Belum lagi jika menilik pada kemerdekaan politik, dimana bangsa ini masih belum sepenuhnya melepaskan diri dari tekanan-tekanan kekuatan asing. Tampak jelas dalam hal vonis hukuman mati untuk bandar narkoba atau hukuman untuk penista agama, dimana negara-negara asing bahkan sampai PBB berani mengintervensi dan Indonesia tidak bisa berkelit. Apalagi dalam hal calon presiden yang dinilai tidak bersahabat dengan asing, kekuatan politik asing semakin gencar menancapkan pengaruhnya untuk menggagalkannya.
Dalam hal kemerdekaan sosial dan budaya, lebih kentara lagi, dimana bangsa ini sudah kehilangan budaya aslinya dan tunduk sepenuhnya pada pemaksaan budaya asing melalui media-media hiburan. Budaya asli bangsa ini adalah budaya Islam, sebab agama itu yang dianut oleh mayoritas bangsa ini. Tetapi faktanya hari ini budaya Barat lebih akrab di masyarakat Indonesia dibanding budaya Islamnya itu sendiri.
Kesadaran akan kemerdekaan yang belum paripurna ini tidak mungkin dimiliki oleh orang-orang yang selalu terbuai oleh pesta dan pentas musik. Orang-orang yang akan selalu mampu menyadarinya adalah mereka yang “kekuatan ingat”-nya tinggi. Maka dari itu, Allah swt mengajarkan agar di setiap kali kemenangan diperoleh, umat Islam harus tetap kuat dalam “kekuatan ingat”-nya alias dzikir; tasbih, tahmid, dan istighfar.

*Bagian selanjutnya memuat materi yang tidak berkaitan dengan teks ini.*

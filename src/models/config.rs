//! Configuration options for the store client and the resolver.

use serde::{Deserialize, Serialize};
use validator::Validate;

pub const DEFAULT_ENDPOINT: &str = "https://cloud.appwrite.io/v1";
pub const DEFAULT_PAGE_SIZE: usize = 100;
pub const DEFAULT_TIMEOUT_SECS: u64 = 30;

fn default_endpoint() -> String {
    DEFAULT_ENDPOINT.to_string()
}

fn default_page_size() -> usize {
    DEFAULT_PAGE_SIZE
}

fn default_timeout_secs() -> u64 {
    DEFAULT_TIMEOUT_SECS
}

fn default_true() -> bool {
    true
}

/// Connection settings for the remote document store.
///
/// Built once at start-up and handed to the repository; never mutated.
#[derive(Debug, Clone, PartialEq, Eq, Serialize, Deserialize, Validate)]
pub struct StoreConfig {
    /// Base URL of the REST API, including the version segment.
    #[serde(default = "default_endpoint")]
    #[validate(url)]
    pub endpoint: String,
    #[validate(length(min = 1))]
    pub project_id: String,
    #[validate(length(min = 1))]
    pub database_id: String,
    #[validate(length(min = 1))]
    pub products_collection_id: String,
    #[validate(length(min = 1))]
    pub users_collection_id: String,
    /// Documents requested per list call.
    #[serde(default = "default_page_size")]
    #[validate(range(min = 1, max = 5000))]
    pub page_size: usize,
    #[serde(default = "default_timeout_secs")]
    #[validate(range(min = 1))]
    pub timeout_secs: u64,
}

/// Where suggestions are drawn from.
#[derive(Debug, Clone, Copy, Default, PartialEq, Eq, Serialize, Deserialize)]
#[serde(rename_all = "lowercase")]
pub enum SuggestionMode {
    /// No suggestions are computed.
    Disabled,
    /// Reuse the collection fetched for the lookup.
    #[default]
    Snapshot,
    /// Issue a second list query for suggestions.
    Refetch,
}

/// Which auxiliary results the resolver computes.
#[derive(Debug, Clone, Copy, PartialEq, Eq, Serialize, Deserialize)]
pub struct ResolverOptions {
    #[serde(default = "default_true")]
    pub alternatives: bool,
    #[serde(default)]
    pub suggestions: SuggestionMode,
}

impl Default for ResolverOptions {
    fn default() -> Self {
        Self {
            alternatives: true,
            suggestions: SuggestionMode::Snapshot,
        }
    }
}

impl ResolverOptions {
    /// Lookup only: no alternative, no suggestions.
    pub fn reduced() -> Self {
        Self {
            alternatives: false,
            suggestions: SuggestionMode::Disabled,
        }
    }
}

/// Top-level application configuration.
#[derive(Debug, Clone, PartialEq, Eq, Serialize, Deserialize, Validate)]
pub struct AppConfig {
    #[validate(nested)]
    pub store: StoreConfig,
    #[serde(default)]
    pub resolver: ResolverOptions,
}

#[cfg(feature = "scanner")]
mod loading {
    use std::collections::HashMap;
    use std::path::Path;

    use thiserror::Error;
    use validator::{Validate, ValidationErrors};

    use super::AppConfig;

    /// Location searched when no explicit config file is given.
    pub const DEFAULT_CONFIG_PATH: &str = "config/default";
    /// Prefix of environment overrides, e.g. `ARQR__STORE__PROJECT_ID`.
    pub const ENV_PREFIX: &str = "ARQR";

    #[derive(Debug, Error)]
    pub enum ConfigError {
        #[error("failed to load configuration: {0}")]
        Load(#[from] ::config::ConfigError),
        #[error("invalid configuration: {0}")]
        Invalid(#[from] ValidationErrors),
    }

    impl AppConfig {
        /// Load configuration from a YAML file and `ARQR__*` environment
        /// variables, which take precedence.
        pub fn load(path: Option<&Path>) -> Result<Self, ConfigError> {
            Self::load_with_env(path, None)
        }

        /// Same as [`Self::load`] but reads overrides from `env` instead of
        /// the process environment when provided.
        pub fn load_with_env(
            path: Option<&Path>,
            env: Option<HashMap<String, String>>,
        ) -> Result<Self, ConfigError> {
            let file = match path {
                Some(path) => ::config::File::from(path).required(true),
                None => ::config::File::with_name(DEFAULT_CONFIG_PATH).required(false),
            };

            let settings = ::config::Config::builder()
                .add_source(file)
                .add_source(
                    ::config::Environment::with_prefix(ENV_PREFIX)
                        .separator("__")
                        .try_parsing(true)
                        .source(env),
                )
                .build()?;

            let config: AppConfig = settings.try_deserialize()?;
            config.validate()?;
            Ok(config)
        }
    }
}

#[cfg(feature = "scanner")]
pub use loading::{ConfigError, DEFAULT_CONFIG_PATH, ENV_PREFIX};

#[cfg(all(test, feature = "scanner"))]
mod tests {
    use std::collections::HashMap;
    use std::io::Write;

    use super::*;

    const YAML: &str = "\
store:
  project_id: proj
  database_id: db
  products_collection_id: products
  users_collection_id: users
resolver:
  suggestions: refetch
";

    fn yaml_file(contents: &str) -> tempfile::NamedTempFile {
        let mut file = tempfile::Builder::new()
            .suffix(".yaml")
            .tempfile()
            .expect("temp file");
        file.write_all(contents.as_bytes()).expect("write yaml");
        file
    }

    #[test]
    fn loads_file_with_defaults() {
        let file = yaml_file(YAML);

        let config = AppConfig::load_with_env(Some(file.path()), Some(HashMap::new())).unwrap();

        assert_eq!(config.store.endpoint, DEFAULT_ENDPOINT);
        assert_eq!(config.store.project_id, "proj");
        assert_eq!(config.store.page_size, DEFAULT_PAGE_SIZE);
        assert!(config.resolver.alternatives);
        assert_eq!(config.resolver.suggestions, SuggestionMode::Refetch);
    }

    #[test]
    fn environment_overrides_file() {
        let file = yaml_file(YAML);
        let env = HashMap::from([
            ("ARQR__STORE__PROJECT_ID".to_string(), "other".to_string()),
            ("ARQR__STORE__PAGE_SIZE".to_string(), "25".to_string()),
        ]);

        let config = AppConfig::load_with_env(Some(file.path()), Some(env)).unwrap();

        assert_eq!(config.store.project_id, "other");
        assert_eq!(config.store.page_size, 25);
    }

    #[test]
    fn rejects_invalid_values() {
        let file = yaml_file(&YAML.replace("project_id: proj", "project_id: \"\""));

        let result = AppConfig::load_with_env(Some(file.path()), Some(HashMap::new()));

        assert!(matches!(result, Err(ConfigError::Invalid(_))));
    }

    #[test]
    fn missing_required_ids_fail_to_load() {
        let file = yaml_file("store:\n  project_id: proj\n");

        let result = AppConfig::load_with_env(Some(file.path()), Some(HashMap::new()));

        assert!(matches!(result, Err(ConfigError::Load(_))));
    }

    #[test]
    fn reduced_options_disable_extras() {
        let options = ResolverOptions::reduced();
        assert!(!options.alternatives);
        assert_eq!(options.suggestions, SuggestionMode::Disabled);
    }
}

إِذَا جَآءَ نَصۡرُ ٱللَّهِ وَٱلۡفَتۡحُ ١  وَرَأَيۡتَ ٱلنَّاسَ يَدۡخُلُونَ فِي دِينِ ٱللَّهِ أَفۡوَاجٗا ٢ فَسَبِّحۡ بِحَمۡدِ رَبِّكَ وَٱسۡتَغۡفِرۡهُۚ إِنَّهُۥ كَانَ تَوَّابَۢا ٣
Apabila telah datang pertolongan Allah dan kemenangan, dan kamu lihat manusia masuk agama Allah dengan berbondong-bondong, maka bertasbihlah dengan memuji Tuhanmu dan mohonlah ampun kepada-Nya. Sesungguhnya Dia adalah Maha Penerima taubat (QS. an-Nashr [110] : 1-3).

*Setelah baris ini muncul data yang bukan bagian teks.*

//! HS256 JSON Web Tokens.
//!
//! Tokens are minted by the platform's auth service; this module verifies
//! them and, for tests and tooling, can mint compatible ones.

use crate::error::{AuthError, Result};
use crate::{Identity, TokenFuture, TokenVerifier};
use chrono::{DateTime, Duration, Utc};
use jsonwebtoken::{Algorithm, DecodingKey, EncodingKey, Header, Validation, decode, encode};
use serde::{Deserialize, Serialize};

/// Issuer and audience the platform's auth service stamps on its tokens.
pub const DEFAULT_ISSUER: &str = "giu-event-hub.com";

/// Claims carried by an access token.
#[derive(Debug, Clone, PartialEq, Eq, Serialize, Deserialize)]
pub struct Claims {
    /// Caller's email, which doubles as the attendee identity
    pub email: String,
    /// Admin flag
    #[serde(rename = "isAdmin", default)]
    pub is_admin: bool,
    /// Whether the account finished activation
    #[serde(rename = "isActivated", default)]
    pub is_activated: bool,
    /// Expiration (seconds since epoch)
    pub exp: i64,
    /// Issued at (seconds since epoch)
    pub iat: i64,
    /// Issuer
    pub iss: String,
    /// Audience
    pub aud: String,
}

impl From<Claims> for Identity {
    fn from(claims: Claims) -> Self {
        Self {
            email: claims.email,
            is_admin: claims.is_admin,
            is_activated: claims.is_activated,
        }
    }
}

/// Secret and expected issuer/audience.
#[derive(Clone)]
pub struct JwtConfig {
    /// Shared HMAC secret
    pub secret: String,
    /// Required `iss`
    pub issuer: String,
    /// Required `aud`
    pub audience: String,
}

impl JwtConfig {
    /// Config using the default issuer and audience.
    #[must_use]
    pub fn new(secret: impl Into<String>) -> Self {
        Self {
            secret: secret.into(),
            issuer: DEFAULT_ISSUER.to_string(),
            audience: DEFAULT_ISSUER.to_string(),
        }
    }
}

impl std::fmt::Debug for JwtConfig {
    fn fmt(&self, f: &mut std::fmt::Formatter<'_>) -> std::fmt::Result {
        f.debug_struct("JwtConfig")
            .field("secret", &"<redacted>")
            .field("issuer", &self.issuer)
            .field("audience", &self.audience)
            .finish()
    }
}

/// Verifies HS256 tokens against a shared secret.
#[derive(Clone)]
pub struct JwtVerifier {
    decoding_key: DecodingKey,
    validation: Validation,
}

impl JwtVerifier {
    /// Build a verifier that requires the configured issuer and audience.
    #[must_use]
    pub fn new(config: &JwtConfig) -> Self {
        let mut validation = Validation::new(Algorithm::HS256);
        validation.set_issuer(&[&config.issuer]);
        validation.set_audience(&[&config.audience]);
        validation.set_required_spec_claims(&["exp", "iss", "aud"]);

        Self {
            decoding_key: DecodingKey::from_secret(config.secret.as_bytes()),
            validation,
        }
    }

    /// Decode and validate `token`.
    ///
    /// # Errors
    ///
    /// [`AuthError::TokenExpired`] for an expired token,
    /// [`AuthError::InvalidToken`] for anything else that fails validation.
    pub fn verify_claims(&self, token: &str) -> Result<Claims> {
        decode::<Claims>(token, &self.decoding_key, &self.validation)
            .map(|data| data.claims)
            .map_err(|e| {
                let error = AuthError::from(e);
                tracing::debug!(error = %error, "Token rejected");
                error
            })
    }
}

impl TokenVerifier for JwtVerifier {
    fn verify<'a>(&'a self, token: &'a str) -> TokenFuture<'a> {
        let result = self.verify_claims(token).map(Identity::from);
        Box::pin(std::future::ready(result))
    }
}

/// Mints tokens the way the auth service does.
#[derive(Clone)]
pub struct JwtIssuer {
    encoding_key: EncodingKey,
    issuer: String,
    audience: String,
    ttl: Duration,
}

impl JwtIssuer {
    /// Issuer with a one hour token lifetime.
    #[must_use]
    pub fn new(config: &JwtConfig) -> Self {
        Self {
            encoding_key: EncodingKey::from_secret(config.secret.as_bytes()),
            issuer: config.issuer.clone(),
            audience: config.audience.clone(),
            ttl: Duration::hours(1),
        }
    }

    /// Override the token lifetime.
    #[must_use]
    pub const fn with_ttl(mut self, ttl: Duration) -> Self {
        self.ttl = ttl;
        self
    }

    /// Mint a token for `identity`, issued at `now`.
    ///
    /// # Errors
    ///
    /// Returns [`AuthError::Issue`] if encoding fails.
    pub fn issue(&self, identity: &Identity, now: DateTime<Utc>) -> Result<String> {
        let claims = Claims {
            email: identity.email.clone(),
            is_admin: identity.is_admin,
            is_activated: identity.is_activated,
            exp: (now + self.ttl).timestamp(),
            iat: now.timestamp(),
            iss: self.issuer.clone(),
            aud: self.audience.clone(),
        };

        encode(&Header::new(Algorithm::HS256), &claims, &self.encoding_key)
            .map_err(|e| AuthError::Issue(e.to_string()))
    }
}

Tasbih, tahmid, dan istighfar itu diamalkan dalam shalat al-fath—dalam istilah al-Hafizh Ibn Katsir—atau shalat syukur—dalam istilah A. Hassan. Dilaksanakan setiap kali memperoleh kemenangan dari musuh dalam sebuah peperangan, sebanyak 2-8 raka’at. Tasbih, tahmid, dan istighfar itu juga bisa diamalkan dalam setiap shalat wajib dan sunat. Khusus untuk istighfar lebih diintensifkan di waktu akhir malam. Sementara tasbih dan tahmid di waktu pagi dan petang dalam amaliah dzikir ba’da shalat shubuh/dluha atau ba’da ‘ashar/maghrib. Tuntunan lebih lengkapnya bisa dirujuk ke kitab-kitab seputar dzikir dan do’a. Dengan kata lain, kemerdekaan itu harus disambut dengan peningkatan kualitas dan kuantitas shalat dan dzikir, baik yang wajibnya atau sunatnya.

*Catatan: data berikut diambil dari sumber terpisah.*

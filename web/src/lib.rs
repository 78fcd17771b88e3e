//! Axum integration shared by the Event Hub services.
//!
//! Handlers in the service binaries stay thin: parse the request, call a
//! service, map the result. This crate holds the pieces every router needs:
//!
//! - [`AppError`]: the single HTTP error type, rendered as `{"error", "code"}`
//! - [`ValidJson`] and [`CorrelationId`] extractors
//! - [`correlation_id_layer`] and [`handle_middleware_error`] middleware
//! - `/health` and `/ready` handlers
//!
//! # Example
//!
//! ```ignore
//! use event_hub_web::{AppError, ValidJson};
//!
//! async fn create_event(
//!     State(state): State<AppState>,
//!     ValidJson(details): ValidJson<EventDetails>,
//! ) -> Result<(StatusCode, Json<EventResponse>), AppError> {
//!     let event = state.events.create_event(details).await?;
//!     Ok((StatusCode::CREATED, Json(EventResponse { event })))
//! }
//! ```

#![forbid(unsafe_code)]
#![warn(missing_docs, clippy::pedantic)]
#![allow(clippy::module_name_repetitions)]

pub mod error;
pub mod extractors;
pub mod handlers;
pub mod middleware;

pub use error::AppError;
pub use extractors::{CorrelationId, ValidJson};
pub use middleware::{
    CORRELATION_ID_HEADER, CorrelationIdExt, correlation_id_layer, handle_middleware_error,
};

/// Result type alias for web handlers.
pub type WebResult<T> = Result<T, AppError>;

Bangsa Indonesia harus belajar dari bangsa Saba dan Bani Israil, dimana mereka menyambut kemerdekaan dan kemakmuran hanya dengan hura-hura dan tidak ada amaliah syukurnya sama sekali. Padahal bangsa Saba semula baldah thayyibah (negeri sejahtera). Tetapi karena enggan syukur, kemudian mereka dibinasakan: Sesungguhnya bagi kaum Saba’ ada tanda (kekuasaan Tuhan) di tempat kediaman mereka yaitu dua buah kebun di sebelah kanan dan di sebelah kiri. (Kepada mereka dikatakan): “Makanlah olehmu dari rezeki yang (dianugerahkan) Tuhanmu dan bersyukurlah kamu kepada-Nya. (Negerimu) adalah negeri yang baik dan (Tuhanmu) adalah Tuhan Yang Maha Pengampun”. Tetapi mereka berpaling, maka Kami datangkan kepada mereka banjir yang besar dan Kami ganti kedua kebun mereka dengan dua kebun yang ditumbuhi (pohon-pohon) yang berbuah pahit, pohon Atsl dan sedikit dari pohon Sidr. Demikianlah Kami memberi balasan kepada mereka karena kekafiran mereka (kufur nikmat). Dan Kami tidak menjatuhkan adzab (yang demikian itu), melainkan hanya kepada orang-orang yang sangat kafir. (QS. Saba` [34] : 15-17).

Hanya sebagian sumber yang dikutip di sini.